Rédigée par des "architectes, urbanistes, penseurs, citoyens", une tribune/pétition publiée sur un blog invité du site Médiapart *,
obtient la signature de quelques sommités de l'architecture, de
l'urbanisme (Thierry Paquot) et de la géographie (Michel Lussault).
L'abandon du
projet d'aéroport par le gouvernement Macron/Philippe/Hulot est
présenté comme une victoire. Le "fait du Prince" Macron, qui siffle une fin de partie contraire à
la volonté majoritaire de la population départementale
(consultation de juin 2016 : 55% pour le transfert)), est donc transformé en succès. Cette
tribune entend défendre "l'horizon joyeux" de cette "expérience d'avenir".
Or une lecture attentive et
critique de son texte montre cependant que - quelles que soient ses
bonnes intentions - elle témoigne d'une méconnaissance criante des
réalités socio-géographiques de la ZAD et de l'actualité récente
consécutive au renoncement du gouvernement. Une lecture à la mode bisounours, passablement éloignée des réalités.
- Un "territoire en commun" sous tension grandissante de ses divisions internes.
Quelques titres récents de la presse
locale, mieux informée que les médias nationaux sur le sujet, en
témoignent éloquemment :
- "NDDL : des tensions autour des terres" (Presse Océan du 22 février 2018)
- "La confusion règne au sein des anti-aéroport" (Ouest-France du 16 mars 2018)
- "Un air d'OK Corral sur la ZAD" (Presse Océan du 25 mars 2018, rubrique faits-divers)

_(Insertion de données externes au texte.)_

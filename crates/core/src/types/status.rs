//! Status enums for various entities.

use serde::{Deserialize, Serialize};

/// Delivery status of an order.
///
/// An order starts [`Open`](Self::Open) (the customer's current basket,
/// or in transit) and moves to [`Delivered`](Self::Delivered) exactly once
/// when an administrator marks the delivery complete. There is no path back.
#[derive(Debug, Clone, Copy, PartialEq, Eq, Hash, Serialize, Deserialize, Default)]
pub enum DeliveryStatus {
    /// Still assembling or in transit.
    #[default]
    Open,
    /// Delivered; terminal.
    Delivered,
}

impl DeliveryStatus {
    /// Derive the status from an order's `open` flag.
    #[must_use]
    pub const fn from_open(open: bool) -> Self {
        if open { Self::Open } else { Self::Delivered }
    }

    /// Whether the order can still be mutated or closed.
    #[must_use]
    pub const fn is_open(self) -> bool {
        matches!(self, Self::Open)
    }
}

impl std::fmt::Display for DeliveryStatus {
    fn fmt(&self, f: &mut std::fmt::Formatter<'_>) -> std::fmt::Result {
        match self {
            Self::Open => write!(f, "Open"),
            Self::Delivered => write!(f, "Delivered"),
        }
    }
}

impl std::str::FromStr for DeliveryStatus {
    type Err = String;

    fn from_str(s: &str) -> Result<Self, Self::Err> {
        match s {
            "Open" => Ok(Self::Open),
            "Delivered" => Ok(Self::Delivered),
            _ => Err(format!("invalid delivery status: {s}")),
        }
    }
}
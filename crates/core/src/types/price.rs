//! Type-safe price representation using decimal arithmetic.

use core::fmt;

use rust_decimal::Decimal;
use serde::{Deserialize, Serialize};

/// Errors that can occur when constructing a [`Price`].
#[derive(thiserror::Error, Debug, Clone)]
pub enum PriceError {
    /// The amount is negative.
    #[error("price cannot be negative")]
    Negative,
}

/// A non-negative monetary amount.
///
/// Amounts are stored as [`Decimal`] in the currency's standard unit
/// (e.g., dollars, not cents) to avoid floating-point rounding in order
/// totals. All prices in the system are in a single store currency.
///
/// ## Examples
///
/// ```
/// use mealdrop_core::Price;
/// use rust_decimal::Decimal;
///
/// let price = Price::new(Decimal::new(1250, 2)).unwrap(); // 12.50
/// assert_eq!(price.to_string(), "12.50");
///
/// assert!(Price::new(Decimal::new(-1, 0)).is_err());
/// ```
#[derive(Debug, Clone, Copy, PartialEq, Eq, PartialOrd, Ord, Serialize)]
#[serde(transparent)]
pub struct Price(Decimal);

// Deserialization funnels through `new` so a negative amount in a request
// body is rejected at the boundary.
impl<'de> Deserialize<'de> for Price {
    fn deserialize<D>(deserializer: D) -> Result<Self, D::Error>
    where
        D: serde::Deserializer<'de>,
    {
        let amount = <Decimal as Deserialize>::deserialize(deserializer)?;
        Self::new(amount).map_err(serde::de::Error::custom)
    }
}

impl Price {
    /// Create a new price.
    ///
    /// # Errors
    ///
    /// Returns [`PriceError::Negative`] if the amount is below zero.
    pub fn new(amount: Decimal) -> Result<Self, PriceError> {
        if amount.is_sign_negative() {
            return Err(PriceError::Negative);
        }
        Ok(Self(amount))
    }

    /// A price of zero.
    #[must_use]
    pub const fn zero() -> Self {
        Self(Decimal::ZERO)
    }

    /// Get the underlying decimal amount.
    #[must_use]
    pub const fn amount(&self) -> Decimal {
        self.0
    }
}

impl fmt::Display for Price {
    fn fmt(&self, f: &mut fmt::Formatter<'_>) -> fmt::Result {
        write!(f, "{}", self.0)
    }
}

// SQLx support (with postgres feature): maps to NUMERIC.
#[cfg(feature = "postgres")]
impl sqlx::Type<sqlx::Postgres> for Price {
    fn type_info() -> sqlx::postgres::PgTypeInfo {
        <Decimal as sqlx::Type<sqlx::Postgres>>::type_info()
    }

    fn compatible(ty: &sqlx::postgres::PgTypeInfo) -> bool {
        <Decimal as sqlx::Type<sqlx::Postgres>>::compatible(ty)
    }
}

#[cfg(feature = "postgres")]
impl<'r> sqlx::Decode<'r, sqlx::Postgres> for Price {
    fn decode(value: sqlx::postgres::PgValueRef<'r>) -> Result<Self, sqlx::error::BoxDynError> {
        let amount = <Decimal as sqlx::Decode<sqlx::Postgres>>::decode(value)?;
        // Database values are constrained non-negative
        Ok(Self(amount))
    }
}

#[cfg(feature = "postgres")]
impl sqlx::Encode<'_, sqlx::Postgres> for Price {
    fn encode_by_ref(
        &self,
        buf: &mut sqlx::postgres::PgArgumentBuffer,
    ) -> Result<sqlx::encode::IsNull, sqlx::error::BoxDynError> {
        <Decimal as sqlx::Encode<sqlx::Postgres>>::encode_by_ref(&self.0, buf)
    }
}
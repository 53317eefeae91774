//! Core types for Mealdrop.
//!
//! This module provides type-safe wrappers for common domain concepts.

pub mod email;
pub mod id;
pub mod price;
pub mod status;

pub use email::{Email, EmailError};
pub use id::*;
pub use price::{Price, PriceError};
pub use status::DeliveryStatus;
//! HTTP route handlers for the Mealdrop API.
//!
//! # Route Structure
//!
//! ```text
//! GET  /health                 - Liveness check
//! GET  /health/ready           - Readiness check (database ping)
//!
//! # Accounts
//! POST /signup                 - Register, returns a bearer token
//! POST /login                  - Login, returns a bearer token
//! GET  /me                     - Own profile (auth)
//! PUT  /me                     - Update own profile (auth)
//! POST /me/password            - Verify current password (auth)
//! PUT  /me/password            - Change password (auth)
//!
//! # Orders
//! GET  /orders                 - All orders with items (admin)
//! GET  /orders/me              - Basket status for the caller (auth)
//! POST /orders/{location_id}   - Add an item to the caller's basket (auth)
//! PUT  /orders/{order_id}      - Mark a delivery complete (admin)
//!
//! # Catalog
//! GET  /restaurants            - List restaurants
//! POST /restaurants            - Create restaurant (admin)
//! PUT  /restaurants/{id}       - Update restaurant (admin)
//! DELETE /restaurants/{id}     - Delete restaurant (admin)
//! GET  /restaurants/{id}/foods - Foods offered by a restaurant
//! GET  /foods                  - List foods
//! GET  /foods/search/{term}    - Foods whose name contains the term
//! POST /foods                  - Create food (admin)
//! PUT  /foods/{id}             - Update food (admin)
//! DELETE /foods/{id}           - Delete food (admin)
//!
//! # Locations & feedback
//! GET  /locations              - All delivery locations (admin)
//! POST /locations              - Save a delivery location (auth)
//! GET  /locations/mine         - Caller's saved locations (auth)
//! PUT  /locations/mine/{id}    - Update an own location (auth)
//! DELETE /locations/mine/{id}  - Delete an own location (auth)
//! POST /feedback               - Leave feedback
//! GET  /feedback               - List feedback (admin)
//! ```

pub mod account;
pub mod auth;
pub mod feedback;
pub mod foods;
pub mod locations;
pub mod orders;
pub mod restaurants;

use axum::{
    Router,
    routing::{get, post, put},
};

use crate::state::AppState;

/// Create the account routes router.
pub fn account_routes() -> Router<AppState> {
    Router::new()
        .route("/signup", post(auth::signup))
        .route("/login", post(auth::login))
        .route("/me", get(account::me).put(account::update_me))
        .route(
            "/me/password",
            post(account::verify_password).put(account::change_password),
        )
}

/// Create the order routes router.
pub fn order_routes() -> Router<AppState> {
    Router::new()
        .route("/orders", get(orders::list_all))
        .route("/orders/me", get(orders::basket_status))
        .route(
            "/orders/{id}",
            post(orders::add_item).put(orders::close_order),
        )
}

/// Create the catalog routes router.
pub fn catalog_routes() -> Router<AppState> {
    Router::new()
        .route(
            "/restaurants",
            get(restaurants::list).post(restaurants::create),
        )
        .route(
            "/restaurants/{id}",
            put(restaurants::update).delete(restaurants::delete),
        )
        .route("/restaurants/{id}/foods", get(foods::list_by_restaurant))
        .route("/foods", get(foods::list).post(foods::create))
        .route("/foods/search/{term}", get(foods::search))
        .route("/foods/{id}", put(foods::update).delete(foods::delete))
        .route(
            "/locations",
            get(locations::list_all).post(locations::create),
        )
        .route("/locations/mine", get(locations::list_mine))
        .route(
            "/locations/mine/{id}",
            put(locations::update_mine).delete(locations::delete_mine),
        )
        .route("/feedback", post(feedback::create).get(feedback::list))
}

/// Assemble all application routes.
pub fn routes() -> Router<AppState> {
    Router::new()
        .merge(account_routes())
        .merge(order_routes())
        .merge(catalog_routes())
}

- "Dans la ZAD, deux idéologies s'affrontent" (Ouest-France 30 mars 2018) [voir annexe]
- "Ex-ZAD : ces terres qui divisent" (Ouest-France 4 avril 2018) [idem]
Autant de signes
d'une "complexité de la situation" intra-ZAD que le
texte de la tribune/pétition se garde pourtant bien d'éclaicir un brin.
- Lefebvre, présent – absent.
Henri Lefebvre (HL)
dont on commémore les 50 ans du "Droit à la ville" (1968) est sollicité par et dans ce texte - sans toutefois le nommer
- par tout un vocabulaire : l'habiter, les représentations et
pratiques, les imaginaires. L'oxymore "vernaculaire
contemporain" est osé au risque de la contradiction :
l'urbanisme et l'architecture exemplaires de la ZAD serait donc du
"présent ancien" (sic). Le couple invoqué "métropoles" / "territoires ruraux et agricoles", réactive certes
l'ancienne dichotomie rural/urbain, mais d'une manière si bancale et
obsolète qu'elle ne peut en aucun cas s'inscrire dans la
bipolarisation centralité/périphérie pourtant caractéristique de la
métropolisation du capitalisme mondialisé contemporain.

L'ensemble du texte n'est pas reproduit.